Exercise prompt
Beginning at the line containing "Err(e @ DomainError::Conflict" in the material below and ending at the line containing "and rotate it", return each line exactly and add nothing.

Listed entries
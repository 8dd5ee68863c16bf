//! Refresh token issuance and one-time-use rotation

use chrono::{DateTime, Duration, Utc};
use std::collections::HashSet;
use std::fmt;
use std::sync::Arc;
use tokio_util::sync::CancellationToken;
use tracing::{debug, info, warn};
use uuid::Uuid;

use crate::domain::entities::{RefreshTokenRecord, Revocation, RevocationReason, TokenState};
use crate::domain::value_objects::AuditInfo;
use crate::errors::{DomainError, TokenError};
use crate::repositories::{CommitReport, RefreshTokenStore, StoreOperation};

use super::config::TokenServiceConfig;
use super::hashing::{generate_opaque_value, hash_token};
use super::reaper::StaleTokenReaper;

/// A newly persisted refresh token and its raw value.
///
/// The raw value exists only here; the store keeps its hash.
#[derive(Clone)]
pub struct IssuedRefreshToken {
    pub raw_value: String,
    pub record: RefreshTokenRecord,
}

/// Result of a successful rotation
#[derive(Clone)]
pub struct RotationOutcome {
    /// Raw value of the successor
    pub raw_value: String,
    /// The successor as persisted
    pub record: RefreshTokenRecord,
    /// The presented record as it was before being revoked
    pub previous: RefreshTokenRecord,
}

impl fmt::Debug for IssuedRefreshToken {
    fn fmt(&self, f: &mut fmt::Formatter<'_>) -> fmt::Result {
        f.debug_struct("IssuedRefreshToken")
            .field("raw_value", &"<redacted>")
            .field("record", &self.record)
            .finish()
    }
}

impl fmt::Debug for RotationOutcome {
    fn fmt(&self, f: &mut fmt::Formatter<'_>) -> fmt::Result {
        f.debug_struct("RotationOutcome")
            .field("raw_value", &"<redacted>")
            .field("record", &self.record)
            .field("previous", &self.previous)
            .finish()
    }
}

/// Issues refresh tokens and rotates them.
///
/// Every write goes through a single `commit_atomic` batch, so a rotation
/// either revokes the presented record and persists its successor together,
/// or changes nothing. Two concurrent rotations of the same value are
/// serialized by the store's compare-and-set on the revoke.
pub struct RefreshTokenRotator<S: RefreshTokenStore> {
    store: Arc<S>,
    reaper: StaleTokenReaper<S>,
    ttl: Duration,
}

impl<S: RefreshTokenStore> RefreshTokenRotator<S> {
    pub fn new(store: Arc<S>, config: &TokenServiceConfig) -> Result<Self, DomainError> {
        config.validate()?;

        let reaper = StaleTokenReaper::new(Arc::clone(&store), config.retention());
        Ok(Self {
            store,
            reaper,
            ttl: config.refresh_token_ttl(),
        })
    }

    pub fn store(&self) -> &Arc<S> {
        &self.store
    }

    pub fn reaper(&self) -> &StaleTokenReaper<S> {
        &self.reaper
    }

    /// Issue the first refresh token of a session.
    ///
    /// The user's stale tokens are purged in the same batch.
    pub async fn issue_initial(
        &self,
        user_id: Uuid,
        ip: Option<&str>,
        now: DateTime<Utc>,
        cancel: &CancellationToken,
    ) -> Result<IssuedRefreshToken, DomainError> {
        let (raw_value, record) = self.mint(user_id, ip, now)?;

        let operations = vec![
            self.reaper.purge_operation(user_id, now),
            StoreOperation::Add(record.clone()),
        ];
        let report = self.commit(operations, cancel).await?;

        info!(
            user_id = %user_id,
            token_id = %record.id(),
            purged = report.removed,
            "Refresh token issued"
        );

        Ok(IssuedRefreshToken { raw_value, record })
    }

    /// Look up a presented value and require it to be Active.
    ///
    /// # Returns
    /// * `Err(TokenError::UnknownToken)` - No record has this hash
    /// * `Err(TokenError::NoLongerActive)` - Already revoked; presenting it again is logged as reuse
    /// * `Err(TokenError::Expired)` - Past its expiry
    pub async fn validate_presented(
        &self,
        presented: &str,
        now: DateTime<Utc>,
    ) -> Result<RefreshTokenRecord, DomainError> {
        if presented.is_empty() {
            return Err(DomainError::Validation {
                message: "refresh token is required".to_string(),
            });
        }

        let record = self
            .store
            .find_by_hash(&hash_token(presented))
            .await?
            .ok_or_else(|| {
                debug!("Unknown refresh token presented");
                DomainError::Token(TokenError::UnknownToken)
            })?;

        match record.state(now) {
            TokenState::Active => Ok(record),
            TokenState::Revoked => {
                warn!(
                    user_id = %record.user_id(),
                    token_id = %record.id(),
                    reason = record.revocation().map(|r| r.reason.as_str()).unwrap_or_default(),
                    "Revoked refresh token presented again"
                );
                Err(DomainError::Token(TokenError::NoLongerActive))
            }
            TokenState::Expired => Err(DomainError::Token(TokenError::Expired)),
        }
    }

    /// Replace an Active record with a fresh successor.
    ///
    /// One batch purges the user's stale tokens, revokes `current`, adds the
    /// successor and links it. A concurrent rotation that already revoked
    /// `current` makes this one fail with `DomainError::Conflict`.
    pub async fn rotate_record(
        &self,
        current: RefreshTokenRecord,
        ip: Option<&str>,
        now: DateTime<Utc>,
        cancel: &CancellationToken,
    ) -> Result<RotationOutcome, DomainError> {
        match current.state(now) {
            TokenState::Active => {}
            TokenState::Revoked => return Err(DomainError::Token(TokenError::NoLongerActive)),
            TokenState::Expired => return Err(DomainError::Token(TokenError::Expired)),
        }

        let user_id = current.user_id();
        let (raw_value, successor) = self.mint(user_id, ip, now)?;

        let operations = vec![
            self.reaper.purge_operation(user_id, now),
            StoreOperation::MarkRevoked {
                id: current.id(),
                revocation: Revocation::new(RevocationReason::Rotated, now, ip.map(str::to_string)),
            },
            StoreOperation::Add(successor.clone()),
            StoreOperation::LinkReplacement {
                id: current.id(),
                replaced_by_token_hash: successor.token_hash().to_string(),
            },
        ];

        match self.commit(operations, cancel).await {
            Ok(report) => {
                info!(
                    user_id = %user_id,
                    token_id = %current.id(),
                    successor_id = %successor.id(),
                    purged = report.removed,
                    "Refresh token rotated"
                );
                Ok(RotationOutcome {
                    raw_value,
                    record: successor,
                    previous: current,
                })
            }
            Err(e @ DomainError::Conflict { .. }) => {
                warn!(
                    user_id = %user_id,
                    token_id = %current.id(),
                    error = %e,
                    "Refresh token rotation lost to a concurrent writer"
                );
                Err(e)
            }
            Err(e) => Err(e),
        }
    }

    /// Validate a presented value and rotate it
    pub async fn rotate(
        &self,
        presented: &str,
        ip: Option<&str>,
        now: DateTime<Utc>,
        cancel: &CancellationToken,
    ) -> Result<RotationOutcome, DomainError> {
        let current = self.validate_presented(presented, now).await?;
        self.rotate_record(current, ip, now, cancel).await
    }

    /// Revoke a presented value without issuing a successor (logout)
    pub async fn revoke(
        &self,
        presented: &str,
        ip: Option<&str>,
        now: DateTime<Utc>,
        cancel: &CancellationToken,
    ) -> Result<RefreshTokenRecord, DomainError> {
        let current = self.validate_presented(presented, now).await?;

        let operations = vec![StoreOperation::MarkRevoked {
            id: current.id(),
            revocation: Revocation::new(RevocationReason::Revoked, now, ip.map(str::to_string)),
        }];
        self.commit(operations, cancel).await?;

        info!(user_id = %current.user_id(), token_id = %current.id(), "Refresh token revoked");
        Ok(current)
    }

    /// Follow `replaced_by_token_hash` links starting at `token_hash`.
    ///
    /// The chain stops at the first record that was never replaced or whose
    /// successor has been purged.
    pub async fn rotation_chain(&self, token_hash: &str) -> Result<Vec<RefreshTokenRecord>, DomainError> {
        let mut chain = Vec::new();
        let mut seen = HashSet::new();
        let mut next = Some(token_hash.to_string());

        while let Some(hash) = next.take() {
            if !seen.insert(hash.clone()) {
                break;
            }
            let Some(record) = self.store.find_by_hash(&hash).await? else {
                break;
            };
            next = record.replaced_by_token_hash().map(str::to_string);
            chain.push(record);
        }

        Ok(chain)
    }

    fn mint(
        &self,
        user_id: Uuid,
        ip: Option<&str>,
        now: DateTime<Utc>,
    ) -> Result<(String, RefreshTokenRecord), DomainError> {
        let raw_value = generate_opaque_value();
        let record = RefreshTokenRecord::new(
            user_id,
            hash_token(&raw_value),
            now,
            self.ttl,
            AuditInfo::new(ip.map(str::to_string), Some(user_id)),
        )?;
        Ok((raw_value, record))
    }

    async fn commit(
        &self,
        operations: Vec<StoreOperation>,
        cancel: &CancellationToken,
    ) -> Result<CommitReport, DomainError> {
        if cancel.is_cancelled() {
            return Err(DomainError::Cancelled);
        }

        tokio::select! {
            biased;
            _ = cancel.cancelled() => Err(DomainError::Cancelled),
            result = self.store.commit_atomic(operations) => result,
        }
    }
}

Answer to the exercise
            Err(e @ DomainError::Conflict { .. }) => {
                warn!(
                    user_id = %user_id,
                    token_id = %current.id(),
                    error = %e,
                    "Refresh token rotation lost to a concurrent writer"
                );
                Err(e)
            }
            Err(e) => Err(e),
        }
    }

    /// Validate a presented value and rotate it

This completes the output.